Best Channel 5 documentaries: the must-see factual show on My5

Best Channel 5 documentaries - Motorhoming with Merton & Webster
'Motorhoming with Merton & Webster' is among the best Channel 5 documentaries. (Image credit: Channel 5)

If you like to sit back and relax with an engrossing real-life, factual documentary single or series, Channel 5 is an essential TV destination for you. And we've compiled an essential guide to the best Channel 5 documentaries you can enjoy right now on the online streaming platform My 5.

The range is broad, with programmes as diverse as The Hotel Inspector, The Yorkshire Vet and Diana: A Mother’s Love currently available among their documentary back catalogue.

We’ve compiled the best singles and documentaries series to watch, including all the information about number of seasons, episodes, synopsis, and the average episode length to help you make an informed choice about whether to watch it or not. We also have guides on the best BBC documentaries and the best BBC nature documentaries.

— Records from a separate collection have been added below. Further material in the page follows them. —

//! The learning-profile document and its record types.
//!
//! One document per user, serialized camelCase so rows written by earlier
//! clients deserialize unchanged. Timestamps are epoch milliseconds.
//! Every mutation elsewhere in the crate is a structural copy-on-write
//! replace of this document, never a partial server-side patch.

use chrono::{DateTime, Datelike, Utc};
use serde::{Deserialize, Serialize};
use std::collections::HashSet;
use thiserror::Error;
use uuid::Uuid;

/// Document validation / round-trip errors.
#[derive(Debug, Error)]
pub enum DocumentError {
    #[error("malformed profile document: {0}")]
    Malformed(#[from] serde_json::Error),
}

/// Current epoch-millisecond timestamp.
pub fn now_millis() -> i64 {
    Utc::now().timestamp_millis()
}

/// Proficiency level, coarsest first.
#[derive(Debug, Clone, Copy, PartialEq, Eq, PartialOrd, Ord, Serialize, Deserialize)]
pub enum UserLevel {
    Beginner,
    Intermediate,
    Advanced,
    Proficient,
}

impl UserLevel {
    /// Parse from a string, defaulting to Beginner.
    pub fn from_str_lossy(value: &str) -> Self {
        match value {
            "Intermediate" => Self::Intermediate,
            "Advanced" => Self::Advanced,
            "Proficient" => Self::Proficient,
            _ => Self::Beginner,
        }
    }
}

impl std::fmt::Display for UserLevel {
    fn fmt(&self, f: &mut std::fmt::Formatter<'_>) -> std::fmt::Result {
        match self {
            Self::Beginner => write!(f, "Beginner"),
            Self::Intermediate => write!(f, "Intermediate"),
            Self::Advanced => write!(f, "Advanced"),
            Self::Proficient => write!(f, "Proficient"),
        }
    }
}

/// A grammar mistake caught by the tutor, with its correction.
#[derive(Debug, Clone, PartialEq, Serialize, Deserialize)]
pub struct GrammarSlip {
    pub id: String,
    pub error: String,
    pub correction: String,
    pub explanation: String,
    pub timestamp: i64,
}

/// A word the learner has spelled correctly at least once.
#[derive(Debug, Clone, PartialEq, Serialize, Deserialize)]
#[serde(rename_all = "camelCase")]
pub struct VocabularyWord {
    pub word: String,
    pub definition: String,
    pub example: String,
    pub level: UserLevel,
    pub added_date: i64,
}

/// Summary of one completed general assessment.
#[derive(Debug, Clone, PartialEq, Serialize, Deserialize)]
pub struct AssessmentRecord {
    pub level: UserLevel,
    pub strengths: Vec<String>,
    pub weaknesses: Vec<String>,
    pub recommendations: Vec<String>,
    pub timestamp: i64,
}

/// Summary of one completed topic quiz.
#[derive(Debug, Clone, PartialEq, Serialize, Deserialize)]
pub struct QuizRecord {
    pub topic: String,
    pub score: u32,
    pub total: u32,
    pub timestamp: i64,
}

#[derive(Debug, Clone, Copy, PartialEq, Eq, Serialize, Deserialize)]
#[serde(rename_all = "lowercase")]
pub enum ChatRole {
    User,
    Model,
}

#[derive(Debug, Clone, PartialEq, Serialize, Deserialize)]
pub struct ChatPart {
    pub text: String,
}

/// One transcript entry, stored in the `{role, parts:[{text}]}` wire shape
/// the original client used. Immutable once appended.
#[derive(Debug, Clone, PartialEq, Serialize, Deserialize)]
pub struct ChatTurn {
    pub role: ChatRole,
    pub parts: Vec<ChatPart>,
}

impl ChatTurn {
    pub fn user(text: impl Into<String>) -> Self {
        Self {
            role: ChatRole::User,
            parts: vec![ChatPart { text: text.into() }],
        }
    }

    pub fn model(text: impl Into<String>) -> Self {
        Self {
            role: ChatRole::Model,
            parts: vec![ChatPart { text: text.into() }],
        }
    }

    /// The turn's text. Multi-part turns never occur in practice; the first
    /// part is the message.
    pub fn text(&self) -> &str {
        self.parts.first().map(|p| p.text.as_str()).unwrap_or("")
    }
}

/// Kind of task a learning-plan entry points at.
#[derive(Debug, Clone, Copy, PartialEq, Eq, Serialize, Deserialize)]
#[serde(rename_all = "snake_case")]
pub enum PlanTaskKind {
    Quiz,
    Spelling,
    ChatTopic,
}

/// One learning-plan entry, individually markable complete.
#[derive(Debug, Clone, PartialEq, Serialize, Deserialize)]
pub struct PlanTask {
    pub id: String,
    #[serde(rename = "type")]
    pub kind: PlanTaskKind,
    pub title: String,
    pub description: String,
    pub completed: bool,
}

/// Inferred learner persona, refreshed in the background by the tutor.
#[derive(Debug, Clone, PartialEq, Serialize, Deserialize)]
pub struct Persona {
    /// Interest tags; capped at 5 by convention (the model is asked for at
    /// most 5), not enforced here.
    pub interests: Vec<String>,
    pub summary: String,
}

#[derive(Debug, Clone, PartialEq, Serialize, Deserialize)]
#[serde(rename_all = "camelCase")]
pub struct Profile {
    pub name: String,
    pub age: Option<u32>,
    pub country: String,
    pub level: UserLevel,
    pub learning_streak: u32,
    pub last_login: i64,
    pub persona: Persona,
}

#[derive(Debug, Clone, PartialEq, Serialize, Deserialize)]
#[serde(rename_all = "camelCase")]
pub struct Settings {
    pub spelling_auto_advance_seconds: u32,
}

/// Corrected-vs-total tally for grammar memory cards. `corrected_mistakes`
/// never exceeds `total_mistakes`; both only grow.
#[derive(Debug, Clone, PartialEq, Serialize, Deserialize)]
#[serde(rename_all = "camelCase")]
pub struct LearningAbility {
    pub corrected_mistakes: u32,
    pub total_mistakes: u32,
}

#[derive(Debug, Clone, PartialEq, Serialize, Deserialize)]
#[serde(rename_all = "camelCase")]
pub struct Stats {
    pub words_learned: u32,
    pub grammar_errors_tracked: u32,
    pub quizzes_completed: u32,
    pub quiz_average_score: u32,
    pub learning_ability: LearningAbility,
}

/// The single per-user document every feature reads and mutates.
#[derive(Debug, Clone, PartialEq, Serialize, Deserialize)]
#[serde(rename_all = "camelCase")]
pub struct LearningProfile {
    /// Owning user id. Set at creation, never changed afterwards. Absent in
    /// rows written by clients that kept the id only as the row key.
    #[serde(default)]
    pub identity: Option<Uuid>,
    pub profile: Profile,
    pub settings: Settings,
    pub stats: Stats,
    pub vocabulary: Vec<VocabularyWord>,
    pub suggested_vocabulary: Vec<VocabularyWord>,
    pub grammar_errors: Vec<GrammarSlip>,
    pub assessment_history: Vec<AssessmentRecord>,
    pub quiz_history: Vec<QuizRecord>,
    pub chat_history: Vec<ChatTurn>,
    pub recommendations: Vec<String>,
    pub learning_plan: Vec<PlanTask>,
}

impl LearningProfile {
    /// Zero-state document for a newly authenticated user.
    pub fn default_for(identity: Uuid) -> Self {
        Self {
            identity: Some(identity),
            profile: Profile {
                name: "New Learner".into(),
                age: None,
                country: String::new(),
                level: UserLevel::Beginner,
                learning_streak: 0,
                last_login: now_millis(),
                persona: Persona {
                    interests: Vec::new(),
                    summary: "A new English learner.".into(),
                },
            },
            settings: Settings {
                spelling_auto_advance_seconds: 3,
            },
            stats: Stats {
                words_learned: 0,
                grammar_errors_tracked: 0,
                quizzes_completed: 0,
                quiz_average_score: 0,
                learning_ability: LearningAbility {
                    corrected_mistakes: 0,
                    total_mistakes: 0,
                },
            },
            vocabulary: Vec::new(),
            suggested_vocabulary: Vec::new(),
            grammar_errors: Vec::new(),
            assessment_history: Vec::new(),
            quiz_history: Vec::new(),
            chat_history: Vec::new(),
            recommendations: vec![
                "Take an assessment to determine your starting level.".into(),
                "Start a conversation in the Chat page to practice.".into(),
                "Try the Spelling Game to learn new words.".into(),
            ],
            learning_plan: Vec::new(),
        }
    }

    /// Update the learning streak for a login at `now`.
    ///
    /// Consecutive-day logins extend the streak, a gap restarts it at 1, a
    /// second login on the same day changes nothing but the login timestamp.
    pub fn touch_login(&mut self, now: DateTime<Utc>) {
        let previous = DateTime::<Utc>::from_timestamp_millis(self.profile.last_login)
            .unwrap_or(now);
        let day_gap = now.date_naive().num_days_from_ce() - previous.date_naive().num_days_from_ce();
        if self.profile.learning_streak == 0 || day_gap > 1 || day_gap < 0 {
            self.profile.learning_streak = 1;
        } else if day_gap == 1 {
            self.profile.learning_streak += 1;
        }
        self.profile.last_login = now.timestamp_millis();
    }

    /// True when `word` is already in the learned vocabulary, matched
    /// case-insensitively.
    pub fn knows_word(&self, word: &str) -> bool {
        self.vocabulary
            .iter()
            .any(|v| v.word.eq_ignore_ascii_case(word))
    }

    /// Serialize the whole document for export as a single JSON file.
    pub fn export_json(&self) -> String {
        serde_json::to_string_pretty(self).unwrap_or_default()
    }

    /// Parse an exported document. Rejects anything not matching the
    /// document shape outright; on success, colliding unique ids in the
    /// append-only collections are regenerated so the invariant holds.
    pub fn import_json(text: &str) -> Result<Self, DocumentError> {
        let mut document: Self = serde_json::from_str(text)?;
        document.regenerate_colliding_ids();
        Ok(document)
    }

    fn regenerate_colliding_ids(&mut self) {
        let mut seen = HashSet::new();
        for slip in &mut self.grammar_errors {
            if !seen.insert(slip.id.clone()) {
                slip.id = Uuid::new_v4().to_string();
                seen.insert(slip.id.clone());
            }
        }
        let mut seen = HashSet::new();
        for task in &mut self.learning_plan {
            if !seen.insert(task.id.clone()) {
                task.id = Uuid::new_v4().to_string();
                seen.insert(task.id.clone());
            }
        }
    }
}

/// Rounded percentage mean over all quiz records.
pub fn quiz_average(history: &[QuizRecord]) -> u32 {
    if history.is_empty() {
        return 0;
    }
    let sum: f64 = history
        .iter()
        .filter(|q| q.total > 0)
        .map(|q| f64::from(q.score) / f64::from(q.total))
        .sum();
    ((sum / history.len() as f64) * 100.0).round() as u32
}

The best Channel 5 documentaries

'Motorhoming with Merton & Webster'

Have I Got News For You? comic Paul Merton and his wife, fellow comedian Suki Webster, travel round Britain’s best-loved scenic spots in a Fiat Ducato campervan and interlace their caravanning adventures with all the humour you’d expect from a couple who honed their skills on the comedy improvisation scene.

The six episodes see the quizzical, curious couple set off on their staycation in the vehicle they christen 'Captain Narrow Squeak' and first trek around Kent before heading to the Lake District, Somerset, Wales, and the Brecon Beacons, the Peak District, and Norfolk. It’s a rambling, slightly grumpy kind of travelogue, taking in the varied delights of holidays at home and if you excuse Merton’s numerous grumbles about the size of the bed etc, you’ll find this an amiable series. Plus, of course, the scenery is stunning.

Number of seasons: 1

Episodes: 6

Average episode length: 60 minutes

What the critics say: The Guardian – “Merton and Webster’s trip manages to glimpse something deeper: it is possibly the first TV show to ever fully capture the grey sigh of a British holiday that isn’t really going that well.”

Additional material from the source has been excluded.